NEW YORK, Oct 9 (Reuters) Relatives of patients with Parkinson's disease appear to be at increased risk for impaired thinking and dementia, suggesting the presence of shared susceptibility factors, new research indicates. Whether these factors are genetic or whether they relate to a shared lifestyle will require further study.
The association is primarily seen among families of patients who are younger when the develop Parkinson's disease, ''but the risk does not vary across relatives of patients with different (symptoms) of Parkinson's disease,'' Dr Walter A Rocca, from the Mayo Clinic College of Medicine in Rochester, Minnesota, and colleagues report in the Archives of Neurology.
Rocca's team conducted a study involving 1019 first-degree relatives of 162 Parkinson's disease patients and 858 relatives of 147 similar subjects without the disease. Thinking ability was measured via telephone questionnaire or, in demented subjects, by interviewing close associates. In addition, the medical records of demented subjects were reviewed to confirm the diagnosis.

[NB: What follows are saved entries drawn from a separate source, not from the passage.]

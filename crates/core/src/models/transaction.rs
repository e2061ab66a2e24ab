use chrono::NaiveDate;
use serde::{Deserialize, Serialize};
use uuid::Uuid;

/// Direction of a transaction.
#[derive(Debug, Clone, Copy, PartialEq, Eq, Hash, Serialize, Deserialize)]
#[serde(rename_all = "lowercase")]
pub enum TransactionType {
    /// Money coming in (salary, gifts, ...)
    Income,
    /// Money going out (food, rent, ...)
    Expense,
}

impl TransactionType {
    /// Categories offered by the entry form for this type.
    ///
    /// Advisory only: a transaction may carry any category string.
    #[must_use]
    pub fn suggested_categories(&self) -> &'static [&'static str] {
        match self {
            TransactionType::Income => &["Salary", "Freelance", "Scholarship", "Gift", "Other Income"],
            TransactionType::Expense => &[
                "Food",
                "Transportation",
                "Books",
                "Entertainment",
                "Housing",
                "Utilities",
                "Healthcare",
                "Other",
            ],
        }
    }
}

impl std::fmt::Display for TransactionType {
    fn fmt(&self, f: &mut std::fmt::Formatter<'_>) -> std::fmt::Result {
        match self {
            TransactionType::Income => write!(f, "income"),
            TransactionType::Expense => write!(f, "expense"),
        }
    }
}

/// Opaque transaction identifier.
///
/// Stored as a plain string so ledgers written by older front-ends
/// (timestamp ids) still load.
#[derive(Debug, Clone, PartialEq, Eq, Hash, PartialOrd, Ord, Serialize, Deserialize)]
#[serde(transparent)]
pub struct TransactionId(String);

impl TransactionId {
    /// Fresh random (v4 UUID) id.
    pub fn generate() -> Self {
        Self(Uuid::new_v4().to_string())
    }

    #[must_use]
    pub fn as_str(&self) -> &str {
        &self.0
    }
}

impl From<&str> for TransactionId {
    fn from(value: &str) -> Self {
        Self(value.to_string())
    }
}

impl From<String> for TransactionId {
    fn from(value: String) -> Self {
        Self(value)
    }
}

impl std::fmt::Display for TransactionId {
    fn fmt(&self, f: &mut std::fmt::Formatter<'_>) -> std::fmt::Result {
        f.write_str(&self.0)
    }
}

/// Everything needed to record a transaction, minus the id.
#[derive(Debug, Clone, PartialEq, Serialize, Deserialize)]
pub struct NewTransaction {
    #[serde(rename = "type")]
    pub kind: TransactionType,
    pub amount: f64,
    pub category: String,
    #[serde(default)]
    pub description: Option<String>,
    pub date: NaiveDate,
    pub currency: String,
}

impl NewTransaction {
    pub fn new(
        kind: TransactionType,
        amount: f64,
        category: impl Into<String>,
        date: NaiveDate,
        currency: impl Into<String>,
    ) -> Self {
        Self {
            kind,
            amount,
            category: category.into(),
            description: None,
            date,
            currency: currency.into(),
        }
    }

    pub fn income(amount: f64, category: impl Into<String>, date: NaiveDate, currency: impl Into<String>) -> Self {
        Self::new(TransactionType::Income, amount, category, date, currency)
    }

    pub fn expense(amount: f64, category: impl Into<String>, date: NaiveDate, currency: impl Into<String>) -> Self {
        Self::new(TransactionType::Expense, amount, category, date, currency)
    }

    /// Attach a free-text description.
    #[must_use]
    pub fn with_description(mut self, description: impl Into<String>) -> Self {
        self.description = Some(description.into());
        self
    }
}

/// A recorded transaction. Never modified once it is in the ledger.
#[derive(Debug, Clone, PartialEq, Serialize, Deserialize)]
pub struct Transaction {
    /// Unique within the ledger, never reused
    pub id: TransactionId,

    /// Income or expense
    #[serde(rename = "type")]
    pub kind: TransactionType,

    /// Amount in units of `currency`. Not checked for sign.
    pub amount: f64,

    /// Free-form label; see [`TransactionType::suggested_categories`]
    pub category: String,

    #[serde(default)]
    pub description: Option<String>,

    /// Calendar date, no time-of-day
    pub date: NaiveDate,

    /// Currency code the amount was recorded in
    pub currency: String,
}

impl Transaction {
    /// Stamp a fresh id onto the given data.
    pub fn from_new(data: NewTransaction) -> Self {
        Self {
            id: TransactionId::generate(),
            kind: data.kind,
            amount: data.amount,
            category: data.category,
            description: data.description,
            date: data.date,
            currency: data.currency,
        }
    }

    #[must_use]
    pub fn is_income(&self) -> bool {
        self.kind == TransactionType::Income
    }

    #[must_use]
    pub fn is_expense(&self) -> bool {
        self.kind == TransactionType::Expense
    }
}
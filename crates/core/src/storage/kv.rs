use std::collections::HashMap;
use std::fs;
use std::io::Write;
use std::path::{Path, PathBuf};

use tracing::{debug, warn};

use crate::errors::CoreError;

/// Minimal string key-value storage the persistence gateway writes through.
///
/// `set` overwrites any previous value under the key.
pub trait KeyValueStore {
    fn get(&self, key: &str) -> Option<String>;
    fn set(&mut self, key: &str, value: &str) -> Result<(), CoreError>;
}

/// In-process store. Contents are lost with the value.
#[derive(Debug, Clone, Default)]
pub struct MemoryStore {
    entries: HashMap<String, String>,
}

impl MemoryStore {
    pub fn new() -> Self {
        Self::default()
    }

    #[must_use]
    pub fn len(&self) -> usize {
        self.entries.len()
    }

    #[must_use]
    pub fn is_empty(&self) -> bool {
        self.entries.is_empty()
    }
}

impl KeyValueStore for MemoryStore {
    fn get(&self, key: &str) -> Option<String> {
        self.entries.get(key).cloned()
    }

    fn set(&mut self, key: &str, value: &str) -> Result<(), CoreError> {
        self.entries.insert(key.to_string(), value.to_string());
        Ok(())
    }
}

const FILE_EXTENSION: &str = "json";
const TMP_SUFFIX: &str = "tmp";

/// One file per key under a directory: `<dir>/<key>.json`.
///
/// Writes go to a temp file first and are renamed into place, so a crash
/// mid-write leaves the previous value intact.
#[derive(Debug, Clone)]
pub struct FileStore {
    root: PathBuf,
}

impl FileStore {
    /// Open (creating if needed) a store rooted at `dir`.
    pub fn new(dir: impl Into<PathBuf>) -> Result<Self, CoreError> {
        let root = dir.into();
        fs::create_dir_all(&root)?;
        debug!(root = %root.display(), "opened file store");
        Ok(Self { root })
    }

    pub fn root(&self) -> &Path {
        &self.root
    }

    fn path_for(&self, key: &str) -> Option<PathBuf> {
        is_valid_key(key).then(|| self.root.join(format!("{key}.{FILE_EXTENSION}")))
    }
}

impl KeyValueStore for FileStore {
    fn get(&self, key: &str) -> Option<String> {
        let path = self.path_for(key)?;
        match fs::read_to_string(&path) {
            Ok(value) => Some(value),
            Err(e) if e.kind() == std::io::ErrorKind::NotFound => None,
            Err(e) => {
                warn!(path = %path.display(), error = %e, "unreadable storage file, treating as absent");
                None
            }
        }
    }

    fn set(&mut self, key: &str, value: &str) -> Result<(), CoreError> {
        let path = self
            .path_for(key)
            .ok_or_else(|| CoreError::InvalidStorageKey(key.to_string()))?;
        write_atomic(&path, value)?;
        debug!(key, bytes = value.len(), "stored value");
        Ok(())
    }
}

/// Keys become file names, so only a conservative character set is allowed.
fn is_valid_key(key: &str) -> bool {
    !key.is_empty()
        && key
            .chars()
            .all(|c| c.is_ascii_alphanumeric() || c == '_' || c == '-')
}

fn write_atomic(path: &Path, data: &str) -> Result<(), CoreError> {
    let tmp = path.with_extension(format!("{FILE_EXTENSION}.{TMP_SUFFIX}"));
    {
        let mut file = fs::File::create(&tmp)?;
        file.write_all(data.as_bytes())?;
        file.sync_all()?;
    }
    fs::rename(&tmp, path)?;
    Ok(())
}
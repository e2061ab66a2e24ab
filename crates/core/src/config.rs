use serde::{Deserialize, Serialize};

use crate::errors::CoreError;

pub const DEFAULT_LEDGER_KEY: &str = "finance_tracker_data";
pub const DEFAULT_CURRENCY_KEY: &str = "selected_currency";
pub const DEFAULT_CURRENCY: &str = "USD";

/// Where the tracker keeps its state and what it falls back to.
#[derive(Debug, Clone, PartialEq, Eq, Serialize, Deserialize)]
#[serde(default, deny_unknown_fields)]
pub struct TrackerConfig {
    /// Storage key holding the serialized ledger.
    pub ledger_key: String,

    /// Storage key holding the selected display currency.
    pub currency_key: String,

    /// Display currency used on first run or when the stored value is empty.
    pub default_currency: String,
}

impl Default for TrackerConfig {
    fn default() -> Self {
        Self {
            ledger_key: DEFAULT_LEDGER_KEY.to_string(),
            currency_key: DEFAULT_CURRENCY_KEY.to_string(),
            default_currency: DEFAULT_CURRENCY.to_string(),
        }
    }
}

impl TrackerConfig {
    /// Parse a (possibly partial) JSON config. Missing fields take defaults.
    pub fn from_json(json: &str) -> Result<Self, CoreError> {
        Ok(serde_json::from_str(json)?)
    }
}
use tracing::{debug, warn};

use crate::config::TrackerConfig;
use crate::errors::CoreError;
use crate::models::ledger::Ledger;
use crate::models::transaction::Transaction;

use super::kv::KeyValueStore;

/// Reads and writes the ledger and the selected currency under the keys
/// named in [`TrackerConfig`].
///
/// Loading fails open: an absent key, unparsable JSON or an empty currency
/// value yields the default (empty ledger / configured currency) and is
/// never reported as an error. First-run sessions rely on this.
///
/// The two keys are written independently; nothing ties the ledger write
/// and the currency write together.
#[derive(Debug, Clone, Default)]
pub struct PersistenceGateway {
    config: TrackerConfig,
}

impl PersistenceGateway {
    pub fn new(config: TrackerConfig) -> Self {
        Self { config }
    }

    pub fn config(&self) -> &TrackerConfig {
        &self.config
    }

    /// Overwrite the stored ledger with `ledger` as a JSON array.
    pub fn save_ledger(&self, store: &mut dyn KeyValueStore, ledger: &Ledger) -> Result<(), CoreError> {
        let json = serde_json::to_string(ledger)
            .map_err(|e| CoreError::Serialization(format!("Failed to serialize ledger: {e}")))?;
        store.set(&self.config.ledger_key, &json)?;
        debug!(transactions = ledger.len(), "ledger saved");
        Ok(())
    }

    /// The stored ledger, or an empty one if missing or corrupt.
    ///
    /// Parsing is per entry: a record that does not deserialize (e.g. an
    /// `amount` written as `null` from a non-finite float) is dropped and
    /// the rest still load. Entries repeating an earlier id are dropped so
    /// the loaded ledger keeps unique ids.
    pub fn load_ledger(&self, store: &dyn KeyValueStore) -> Ledger {
        let Some(raw) = store.get(&self.config.ledger_key) else {
            debug!(key = %self.config.ledger_key, "no stored ledger, starting empty");
            return Ledger::new();
        };

        let records: Vec<serde_json::Value> = match serde_json::from_str(&raw) {
            Ok(records) => records,
            Err(e) => {
                warn!(key = %self.config.ledger_key, error = %e, "stored ledger is corrupt, starting empty");
                return Ledger::new();
            }
        };

        let total = records.len();
        let transactions: Vec<Transaction> = records
            .into_iter()
            .filter_map(|record| match serde_json::from_value(record) {
                Ok(t) => Some(t),
                Err(e) => {
                    debug!(error = %e, "skipping unreadable ledger entry");
                    None
                }
            })
            .collect();
        let unreadable = total - transactions.len();
        if unreadable > 0 {
            warn!(unreadable, kept = transactions.len(), "stored ledger had unreadable entries");
        }

        let mut ledger = Ledger::from_transactions(transactions);
        let dropped = ledger.dedup_ids();
        if dropped > 0 {
            warn!(dropped, "stored ledger had duplicate ids");
        }

        ledger
    }

    /// Overwrite the stored display currency.
    pub fn save_selected_currency(&self, store: &mut dyn KeyValueStore, code: &str) -> Result<(), CoreError> {
        store.set(&self.config.currency_key, code)?;
        debug!(code, "selected currency saved");
        Ok(())
    }

    /// The stored display currency, or the configured default.
    pub fn load_selected_currency(&self, store: &dyn KeyValueStore) -> String {
        match store.get(&self.config.currency_key) {
            Some(code) if !code.trim().is_empty() => code.trim().to_string(),
            _ => self.config.default_currency.clone(),
        }
    }
}
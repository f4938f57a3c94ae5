use derive_more::{
    Add, AddAssign, Display, Div, DivAssign, From, Into, Mul, MulAssign, Neg,
    Sub, SubAssign, Sum,
};
use serde::{Deserialize, Serialize};

/// A 2D point in pixel space. Screen conventions apply: `x` grows to the right
/// and `y` grows **down**. See [Layout](crate::Layout) for how hex space maps
/// onto it.
#[derive(
    Copy,
    Clone,
    Debug,
    Default,
    Display,
    PartialEq,
    PartialOrd,
    From,
    Into,
    Neg,
    Add,
    Sub,
    Mul,
    Div,
    AddAssign,
    SubAssign,
    MulAssign,
    DivAssign,
    Sum,
    Serialize,
    Deserialize,
)]
#[display(fmt = "({}, {})", "self.x", "self.y")]
pub struct Point2 {
    pub x: f64,
    pub y: f64,
}

impl Point2 {
    pub const fn new(x: f64, y: f64) -> Self {
        Self { x, y }
    }
}

impl From<nalgebra::Vector2<f64>> for Point2 {
    fn from(other: nalgebra::Vector2<f64>) -> Self {
        Self {
            x: other.x,
            y: other.y,
        }
    }
}

impl From<Point2> for nalgebra::Vector2<f64> {
    fn from(other: Point2) -> Self {
        nalgebra::Vector2::new(other.x, other.y)
    }
}
//! This module holds the value types of the hex coordinate system.
//!
//! ## Coordinate Systems
//!
//! ### Cube Coordinates
//!
//! Every hex is addressed by three components (`q`, `r`, and `s`) using the
//! [cube coordinate system defined by Amit Patel](https://www.redblobgames.com/grids/hexagons/#coordinates-cube).
//! **For any tile, all three components are integers and `q + r + s = 0`.**
//! Using three components for a two-dimensional grid makes distance,
//! rotation and rounding math much simpler than any 2D scheme.
//!
//! There are two cube types:
//!
//! - [Hex]: an integer address, i.e. the center of a single tile. This is what
//!   grids store and what every query returns.
//! - [FractionalHex]: a float point anywhere in hex space. These only exist as
//!   intermediate values, e.g. the result of projecting a pixel into hex space
//!   or interpolating between two tiles. Call [FractionalHex::round] to get the
//!   tile that contains the point.
//!
//! ### 2D Coordinates
//!
//! Rectangular maps are much easier to reason about (and to store) with two
//! components. There are two lossless mappings to and from cube coordinates:
//!
//! - [CoordOffset]: every other column (or row) is shoved by half a tile. The
//!   [Parity] picks which ones get shoved.
//! - [CoordDoubled]: one axis steps by 2 instead of 1, which avoids the parity
//!   branching entirely.
//!
//! Conversions are only defined for integer [Hex]es. The type system enforces
//! this: round a [FractionalHex] before converting it.

mod coord;
mod unit;

pub use self::{coord::*, unit::*};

Relatives of Parkinson's disease patients were 37 per cent more likely to show thinking deficits or dementia than were relatives of naffected subjects, the report indicates.
As noted, the heightened risk in relatives was most apparent if Parkinson's disease developed at 66 years of age or younger.
Relatives of patients with Parkinson's at a younger age were 73 per cent more likely to have thinking impairments or dementia than were relative of unaffected subjects.
To confirm their findings, the researchers also examined the risk of thinking impairments in 2,716 first-degree relatives of 411 Parkinson's disease patients referred to the Mayo Clinic. This analysis showed that the association was confined to relatives of patients with younger age at onset.